### TASK DESCRIPTION
For each line below that includes the word "filename", make a copy.

### PROVIDED MATERIAL
● ● ● ● ●

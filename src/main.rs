// Hide console window on Windows in release builds
#![cfg_attr(not(debug_assertions), windows_subsystem = "windows")]

mod app;
mod assets;
mod config;
mod contact;
mod content;
mod error;
mod ui;

use app::Portfolio;
use config::Config;

fn main() -> iced::Result {
    // Initialize logging
    env_logger::Builder::from_env(env_logger::Env::default().default_filter_or("info")).init();

    // A broken config file is not fatal; fall back to defaults.
    let config = Config::load().unwrap_or_else(|e| {
        log::warn!("failed to load config, using defaults: {}", e);
        Config::default()
    });

    iced::application(content::SITE_TITLE, Portfolio::update, Portfolio::view)
        .theme(Portfolio::theme)
        .window_size((config.window_width, config.window_height))
        .run_with(Portfolio::new)
}
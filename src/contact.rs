//! Contact form model and validation.
//!
//! The form reproduces browser-native constraint validation: `name` and
//! `email` are required, `email` must be email-shaped, and `message` must be
//! at least [`ContactForm::MIN_MESSAGE_LEN`] characters. Submission is gated
//! on [`ContactForm::is_valid`]; there is no transport behind it.

#[derive(Debug, Clone, Default, PartialEq, Eq)]
pub struct ContactForm {
    pub name: String,
    pub email: String,
    pub message: String,
}

impl ContactForm {
    /// Minimum message length, matching the original form's constraint.
    pub const MIN_MESSAGE_LEN: usize = 10;

    pub fn name_valid(&self) -> bool {
        !self.name.trim().is_empty()
    }

    /// Permissive email-shape check: a non-empty local part, one `@`, and a
    /// non-empty domain with no whitespace. Matches the loose validation a
    /// browser applies to `type=email`, not a full RFC parse.
    pub fn email_valid(&self) -> bool {
        match self.email.split_once('@') {
            Some((local, domain)) => {
                !local.is_empty()
                    && !domain.is_empty()
                    && !domain.contains('@')
                    && !self.email.chars().any(char::is_whitespace)
            }
            None => false,
        }
    }

    pub fn message_valid(&self) -> bool {
        self.message.chars().count() >= Self::MIN_MESSAGE_LEN
    }

    pub fn is_valid(&self) -> bool {
        self.name_valid() && self.email_valid() && self.message_valid()
    }
}

#[cfg(test)]
mod tests {
    use super::*;

    fn filled() -> ContactForm {
        ContactForm {
            name: "Sai Bankar".into(),
            email: "sai@example.com".into(),
            message: "Let's build something immersive together.".into(),
        }
    }

    #[test]
    fn empty_form_is_invalid() {
        assert!(!ContactForm::default().is_valid());
    }

    #[test]
    fn filled_form_is_valid() {
        assert!(filled().is_valid());
    }

    #[test]
    fn blank_name_is_rejected() {
        let mut form = filled();
        form.name = "   ".into();
        assert!(!form.name_valid());
        assert!(!form.is_valid());
    }

    #[test]
    fn malformed_emails_are_rejected() {
        let mut form = filled();
        for bad in ["", "no-at-sign", "@nodomain.com", "local@", "a b@c.com", "a@b@c"] {
            form.email = bad.into();
            assert!(!form.email_valid(), "accepted {:?}", bad);
        }
    }

    #[test]
    fn permissive_emails_are_accepted() {
        let mut form = filled();
        // Native type=email accepts dotless domains.
        form.email = "a@b".into();
        assert!(form.email_valid());
    }

    #[test]
    fn short_message_is_rejected() {
        let mut form = filled();
        form.message = "too short".into();
        assert_eq!(form.message.chars().count(), 9);
        assert!(!form.message_valid());
        assert!(!form.is_valid());
    }

    #[test]
    fn ten_character_message_is_accepted() {
        let mut form = filled();
        form.message = "0123456789".into();
        assert!(form.message_valid());
    }
}
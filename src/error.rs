//! # Error Types Module
//!
//! Centralized error handling for the portfolio application.
//!
//! ## Error Types
//! - `ConfigError`: Configuration file I/O and parsing errors
//! - `AssetError`: Remote asset (profile image) fetch errors
//!
//! The core view state machine has no error paths; these cover the two
//! fallible edges (the config file and the one remote image).

use std::fmt;

/// Errors that can occur during configuration operations
#[derive(Debug)]
pub enum ConfigError {
    /// Failed to read config file
    ReadFailed(std::io::Error),
    /// Failed to write config file
    WriteFailed(std::io::Error),
    /// Failed to parse config file
    ParseFailed(toml::de::Error),
    /// Failed to serialize config
    SerializeFailed(toml::ser::Error),
}

impl fmt::Display for ConfigError {
    fn fmt(&self, f: &mut fmt::Formatter<'_>) -> fmt::Result {
        match self {
            ConfigError::ReadFailed(e) => {
                write!(f, "Failed to read config file: {}", e)
            }
            ConfigError::WriteFailed(e) => {
                write!(f, "Failed to write config file: {}", e)
            }
            ConfigError::ParseFailed(e) => {
                write!(f, "Failed to parse config file: {}", e)
            }
            ConfigError::SerializeFailed(e) => {
                write!(f, "Failed to serialize config: {}", e)
            }
        }
    }
}

impl std::error::Error for ConfigError {
    fn source(&self) -> Option<&(dyn std::error::Error + 'static)> {
        match self {
            ConfigError::ReadFailed(e) => Some(e),
            ConfigError::WriteFailed(e) => Some(e),
            ConfigError::ParseFailed(e) => Some(e),
            ConfigError::SerializeFailed(e) => Some(e),
        }
    }
}

/// Errors that can occur while fetching the remote profile image
#[derive(Debug, Clone)]
pub enum AssetError {
    /// The HTTP request could not be sent or completed
    RequestFailed(String),
    /// The server answered with a non-success status
    BadStatus(u16),
    /// The response body could not be read
    BodyRead(String),
}

impl fmt::Display for AssetError {
    fn fmt(&self, f: &mut fmt::Formatter<'_>) -> fmt::Result {
        match self {
            AssetError::RequestFailed(msg) => {
                write!(f, "Failed to fetch asset: {}", msg)
            }
            AssetError::BadStatus(code) => {
                write!(f, "Asset server returned HTTP {}", code)
            }
            AssetError::BodyRead(msg) => {
                write!(f, "Failed to read asset body: {}", msg)
            }
        }
    }
}

impl std::error::Error for AssetError {}
//! Eliminación de la protección contra escritura en documentos Office.
//!
//! El paquete se expande en un directorio temporal, se podan los marcadores
//! de protección de las partes afectadas y el árbol se reempaqueta en una
//! copia nueva junto al original, que nunca se modifica.

mod archive;
mod error;
mod excel;
mod report;
mod word;
mod workdir;

pub use error::ProcessError;
pub use report::{PartReport, PartStatus, ProcessReport};


use std::path::Path;

/// Despacha la eliminación de protección en función de la extensión del archivo.
pub fn process_file(path: &Path) -> Result<ProcessReport, ProcessError> {
    if !path.is_file() {
        return Err(ProcessError::NotFound(path.to_path_buf()));
    }

    let extension = path
        .extension()
        .and_then(|e| e.to_str())
        .unwrap_or("")
        .to_lowercase();

    match extension.as_str() {
        "xlsx" => excel::remove_sheet_protection(path),
        "docx" => word::remove_document_protection(path),
        _ => Err(ProcessError::UnsupportedType(extension)),
    }
}
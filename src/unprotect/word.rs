//! Variante para documentos de texto: elimina `w:documentProtection`.

use std::fs;
use std::path::Path;
use std::sync::OnceLock;

use regex::Regex;

use super::archive::{derive_output_path, repack_package, unpack_package};
use super::error::ProcessError;
use super::report::{PartReport, PartStatus, ProcessReport};
use super::workdir::WorkDir;

const SETTINGS_PART: &str = "word/settings.xml";
const PROTECTION_PREFIX: &str = "<w:documentProtection";

/// Captura las instancias auto-cerradas del marcador con cualquier atributo.
/// La variante con etiqueta de cierre separada no se toca.
fn protection_pattern() -> &'static Regex {
    static PATTERN: OnceLock<Regex> = OnceLock::new();
    PATTERN.get_or_init(|| {
        Regex::new(r"<w:documentProtection[^>]*?/>").expect("patrón de protección inválido")
    })
}

/// Elimina la protección de un documento `.docx` y escribe la copia
/// desbloqueada junto al original.
///
/// Los fallos al manipular `settings.xml` se registran en el resultado pero
/// no abortan: el paquete se genera igualmente con la parte sin cambios.
pub(crate) fn remove_document_protection(path: &Path) -> Result<ProcessReport, ProcessError> {
    let workdir = WorkDir::create(path)?;
    unpack_package(path, workdir.path())?;

    let settings = workdir.path().join(SETTINGS_PART);
    if !settings.is_file() {
        return Ok(ProcessReport::StructureMissing {
            missing: SETTINGS_PART.to_string(),
        });
    }

    let status = match strip_settings_part(&settings) {
        Ok(status) => status,
        Err(detail) => PartStatus::Failed { detail },
    };

    let output = derive_output_path(path);
    repack_package(workdir.path(), &output)?;

    Ok(ProcessReport::Completed {
        parts: vec![PartReport {
            part: SETTINGS_PART.to_string(),
            status,
        }],
        output,
    })
}

/// Opera sobre el texto crudo de la parte, sin analizar el XML, y lo escribe
/// de vuelta tal cual para no reformatear el contenido ajeno al marcador.
fn strip_settings_part(settings: &Path) -> Result<PartStatus, String> {
    let contents = fs::read_to_string(settings)
        .map_err(|e| format!("No se pudo leer settings.xml: {}", e))?;

    if !contents.contains(PROTECTION_PREFIX) {
        return Ok(PartStatus::NoProtectionFound);
    }

    let stripped = protection_pattern().replace_all(&contents, "");
    fs::write(settings, stripped.as_bytes())
        .map_err(|e| format!("No se pudo escribir settings.xml: {}", e))?;

    Ok(PartStatus::ProtectionRemoved)
}
//! Punto de entrada de DocUnlock: recibe una ruta y reporta el desenlace.

use console::style;
use std::env;
use std::path::Path;
use std::process::ExitCode;

mod unprotect;

use unprotect::{PartStatus, ProcessError, ProcessReport, process_file};

fn main() -> ExitCode {
    let mut args = env::args_os().skip(1);
    let (Some(path), None) = (args.next(), args.next()) else {
        eprintln!(
            "{}",
            style("Uso: docunlock <archivo.xlsx|archivo.docx>").yellow()
        );
        return ExitCode::from(2);
    };

    match process_file(Path::new(&path)) {
        Ok(report) => {
            render_report(&report);
            ExitCode::from(report.exit_code())
        }
        Err(error) => {
            render_error(&error);
            ExitCode::from(error.exit_code())
        }
    }
}

fn render_report(report: &ProcessReport) {
    match report {
        ProcessReport::StructureMissing { missing } => {
            println!("\n{}", style("┌─ Estructura incompleta ─").yellow());
            println!(
                "{}",
                style(format!("│ No se encontró `{}` dentro del paquete.", missing)).yellow()
            );
            println!("{}", style("│ No se generó ninguna copia.").yellow());
            println!("{}", style("└─").yellow());
        }
        ProcessReport::NoWorksheetParts => {
            println!("\n{}", style("┌─ Libro sin hojas ─").yellow());
            println!(
                "{}",
                style("│ El paquete no contiene ninguna parte sheet*.xml.").yellow()
            );
            println!("{}", style("│ No se generó ninguna copia.").yellow());
            println!("{}", style("└─").yellow());
        }
        ProcessReport::Completed { parts, output } => {
            println!("\n{}", style("┌─ Proceso completado ─").green());
            for part in parts {
                match &part.status {
                    PartStatus::ProtectionRemoved => println!(
                        "{}",
                        style(format!("│ {}: protección eliminada", part.part)).green()
                    ),
                    PartStatus::NoProtectionFound => println!(
                        "{}",
                        style(format!("│ {}: sin protección", part.part)).dim()
                    ),
                    PartStatus::Failed { detail } => println!(
                        "{}",
                        style(format!("│ {}: error ({})", part.part, detail)).red()
                    ),
                }
            }
            println!(
                "{}",
                style(format!("│ Copia guardada en {}", output.display()))
                    .green()
                    .bold()
            );
            println!("{}", style("└─").green());
        }
    }
}

fn render_error(error: &ProcessError) {
    eprintln!("\n{}", style("┌─ Operación fallida ─").red());
    eprintln!("{}", style(format!("│ {}", error)).red());
    eprintln!("{}", style("└─").red());
}
//! Expansión y reempaquetado de paquetes Office basados en ZIP.

use std::fs::{self, File};
use std::io;
use std::path::{Path, PathBuf};

use walkdir::WalkDir;
use zip::write::FileOptions;
use zip::{CompressionMethod, ZipArchive, ZipWriter};

use super::error::ProcessError;

/// Sufijo insertado antes de la extensión original al derivar la copia.
const OUTPUT_MARKER: &str = "modified";

/// Expande todas las entradas del paquete dentro del directorio de trabajo,
/// conservando las rutas relativas.
pub(crate) fn unpack_package(source: &Path, destination: &Path) -> Result<(), ProcessError> {
    let file = File::open(source)?;
    let mut archive =
        ZipArchive::new(file).map_err(|e| ProcessError::ArchiveCorrupt(e.to_string()))?;

    for i in 0..archive.len() {
        let mut entry = archive
            .by_index(i)
            .map_err(|e| ProcessError::ArchiveCorrupt(e.to_string()))?;

        // Rechazar entradas que escaparían del directorio de trabajo.
        let Some(relative) = entry.enclosed_name() else {
            return Err(ProcessError::ArchiveCorrupt(format!(
                "entrada con ruta inválida: {}",
                entry.name()
            )));
        };

        let target = destination.join(relative);
        if entry.is_dir() {
            fs::create_dir_all(&target)?;
            continue;
        }

        if let Some(parent) = target.parent() {
            fs::create_dir_all(parent)?;
        }
        let mut output = File::create(&target)?;
        io::copy(&mut entry, &mut output)?;
    }

    Ok(())
}

/// Deriva la ruta de la copia: `libro.xlsx` pasa a ser `libro.modified.xlsx`.
pub(crate) fn derive_output_path(source: &Path) -> PathBuf {
    let stem = source.file_stem().unwrap_or_default().to_string_lossy();
    let extension = source.extension().unwrap_or_default().to_string_lossy();
    source.with_file_name(format!("{}.{}.{}", stem, OUTPUT_MARKER, extension))
}

/// Reempaqueta el directorio de trabajo en un nuevo paquete en `output`.
///
/// Nunca sobrescribe un archivo existente: una copia previa con el mismo
/// nombre produce [`ProcessError::DestinationExists`].
pub(crate) fn repack_package(workdir: &Path, output: &Path) -> Result<(), ProcessError> {
    if output.exists() {
        return Err(ProcessError::DestinationExists(output.to_path_buf()));
    }

    let file = File::create(output)?;
    let mut writer = ZipWriter::new(file);
    let options =
        FileOptions::<'_, ()>::default().compression_method(CompressionMethod::Deflated);

    for entry in WalkDir::new(workdir).sort_by_file_name() {
        let entry = entry.map_err(|e| ProcessError::Repack(e.to_string()))?;
        let path = entry.path();

        let Ok(relative) = path.strip_prefix(workdir) else {
            continue;
        };
        if relative.as_os_str().is_empty() {
            continue;
        }

        let name = relative
            .components()
            .map(|c| c.as_os_str().to_string_lossy())
            .collect::<Vec<_>>()
            .join("/");

        if path.is_dir() {
            // Los directorios intermedios quedan implícitos en las rutas de
            // sus archivos; solo los vacíos necesitan entrada propia.
            if fs::read_dir(path)?.next().is_none() {
                writer
                    .add_directory(name, options)
                    .map_err(|e| ProcessError::Repack(e.to_string()))?;
            }
            continue;
        }

        writer
            .start_file(name, options)
            .map_err(|e| ProcessError::Repack(e.to_string()))?;
        let mut contents = File::open(path)?;
        io::copy(&mut contents, &mut writer)?;
    }

    writer
        .finish()
        .map_err(|e| ProcessError::Repack(e.to_string()))?;

    Ok(())
}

● ● ● ● ●

### WRITTEN REPLY
filename src/main.rs
filename src/contact.rs
filename src/error.rs
filename src/unprotect/word.rs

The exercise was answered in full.